■ **Required action**:
The answer must consist solely of the lines from the one containing "pub async fn find_by_email(pool: &PgPool, email: &str)" to the end of the entries below, repeated exactly.

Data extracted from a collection
-*-

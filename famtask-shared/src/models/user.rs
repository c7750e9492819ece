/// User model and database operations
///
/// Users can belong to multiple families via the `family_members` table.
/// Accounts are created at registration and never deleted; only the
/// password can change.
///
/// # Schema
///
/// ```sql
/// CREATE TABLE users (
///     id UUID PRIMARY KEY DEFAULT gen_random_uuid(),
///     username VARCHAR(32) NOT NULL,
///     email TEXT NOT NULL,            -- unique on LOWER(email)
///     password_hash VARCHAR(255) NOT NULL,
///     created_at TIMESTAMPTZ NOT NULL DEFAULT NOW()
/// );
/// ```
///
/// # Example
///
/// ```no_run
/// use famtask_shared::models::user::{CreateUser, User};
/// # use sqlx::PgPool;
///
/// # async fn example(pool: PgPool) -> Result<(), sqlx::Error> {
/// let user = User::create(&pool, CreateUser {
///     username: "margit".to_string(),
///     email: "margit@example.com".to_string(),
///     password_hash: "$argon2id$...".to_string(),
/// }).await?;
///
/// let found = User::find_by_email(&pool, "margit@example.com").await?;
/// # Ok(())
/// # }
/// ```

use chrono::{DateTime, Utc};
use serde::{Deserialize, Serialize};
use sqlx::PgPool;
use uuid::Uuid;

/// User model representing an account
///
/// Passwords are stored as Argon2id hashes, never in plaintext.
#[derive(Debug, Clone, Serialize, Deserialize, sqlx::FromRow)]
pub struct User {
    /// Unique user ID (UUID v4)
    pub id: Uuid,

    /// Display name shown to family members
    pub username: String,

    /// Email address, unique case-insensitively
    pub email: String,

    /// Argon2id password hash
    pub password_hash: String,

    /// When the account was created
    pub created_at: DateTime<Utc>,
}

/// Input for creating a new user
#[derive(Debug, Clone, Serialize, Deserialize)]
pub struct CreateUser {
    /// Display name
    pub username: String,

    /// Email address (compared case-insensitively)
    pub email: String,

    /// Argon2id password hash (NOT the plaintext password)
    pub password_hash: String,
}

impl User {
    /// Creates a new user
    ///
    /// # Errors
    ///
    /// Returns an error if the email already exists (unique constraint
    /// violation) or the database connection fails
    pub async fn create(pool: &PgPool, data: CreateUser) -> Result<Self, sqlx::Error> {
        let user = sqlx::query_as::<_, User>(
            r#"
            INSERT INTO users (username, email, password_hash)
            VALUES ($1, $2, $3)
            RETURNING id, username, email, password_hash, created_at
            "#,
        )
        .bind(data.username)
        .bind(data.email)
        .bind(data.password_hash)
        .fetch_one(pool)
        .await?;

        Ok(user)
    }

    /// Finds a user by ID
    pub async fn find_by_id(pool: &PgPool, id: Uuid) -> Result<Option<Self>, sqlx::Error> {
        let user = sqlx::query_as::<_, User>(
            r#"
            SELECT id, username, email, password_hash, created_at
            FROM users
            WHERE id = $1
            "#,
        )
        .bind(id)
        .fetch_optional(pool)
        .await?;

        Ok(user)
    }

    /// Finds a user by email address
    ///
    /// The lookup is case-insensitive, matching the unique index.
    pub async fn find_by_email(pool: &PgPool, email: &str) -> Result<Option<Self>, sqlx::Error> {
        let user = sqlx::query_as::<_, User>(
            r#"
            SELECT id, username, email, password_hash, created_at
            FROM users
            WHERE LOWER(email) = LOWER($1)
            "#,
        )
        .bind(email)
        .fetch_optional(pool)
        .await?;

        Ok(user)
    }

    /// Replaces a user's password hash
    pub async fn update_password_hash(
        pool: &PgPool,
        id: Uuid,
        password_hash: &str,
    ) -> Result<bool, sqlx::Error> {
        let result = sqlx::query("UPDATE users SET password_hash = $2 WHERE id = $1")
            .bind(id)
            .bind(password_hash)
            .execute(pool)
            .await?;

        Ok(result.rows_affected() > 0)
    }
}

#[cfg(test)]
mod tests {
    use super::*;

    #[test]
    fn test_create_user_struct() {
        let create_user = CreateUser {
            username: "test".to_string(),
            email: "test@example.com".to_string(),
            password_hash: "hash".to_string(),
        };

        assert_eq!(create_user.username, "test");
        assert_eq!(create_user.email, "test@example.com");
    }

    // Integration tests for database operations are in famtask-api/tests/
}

-*-

■ **Exercise result**:
    pub async fn find_by_email(pool: &PgPool, email: &str) -> Result<Option<Self>, sqlx::Error> {
        let user = sqlx::query_as::<_, User>(
            r#"
            SELECT id, username, email, password_hash, created_at
            FROM users
            WHERE LOWER(email) = LOWER($1)
            "#,
        )
        .bind(email)
        .fetch_optional(pool)
        .await?;

        Ok(user)
    }

    /// Replaces a user's password hash
    pub async fn update_password_hash(
        pool: &PgPool,
        id: Uuid,
        password_hash: &str,
    ) -> Result<bool, sqlx::Error> {
        let result = sqlx::query("UPDATE users SET password_hash = $2 WHERE id = $1")
            .bind(id)
            .bind(password_hash)
            .execute(pool)
            .await?;

        Ok(result.rows_affected() > 0)
    }
}

#[cfg(test)]
mod tests {
    use super::*;

    #[test]
    fn test_create_user_struct() {
        let create_user = CreateUser {
            username: "test".to_string(),
            email: "test@example.com".to_string(),
            password_hash: "hash".to_string(),
        };

        assert_eq!(create_user.username, "test");
        assert_eq!(create_user.email, "test@example.com");
    }

    // Integration tests for database operations are in famtask-api/tests/
}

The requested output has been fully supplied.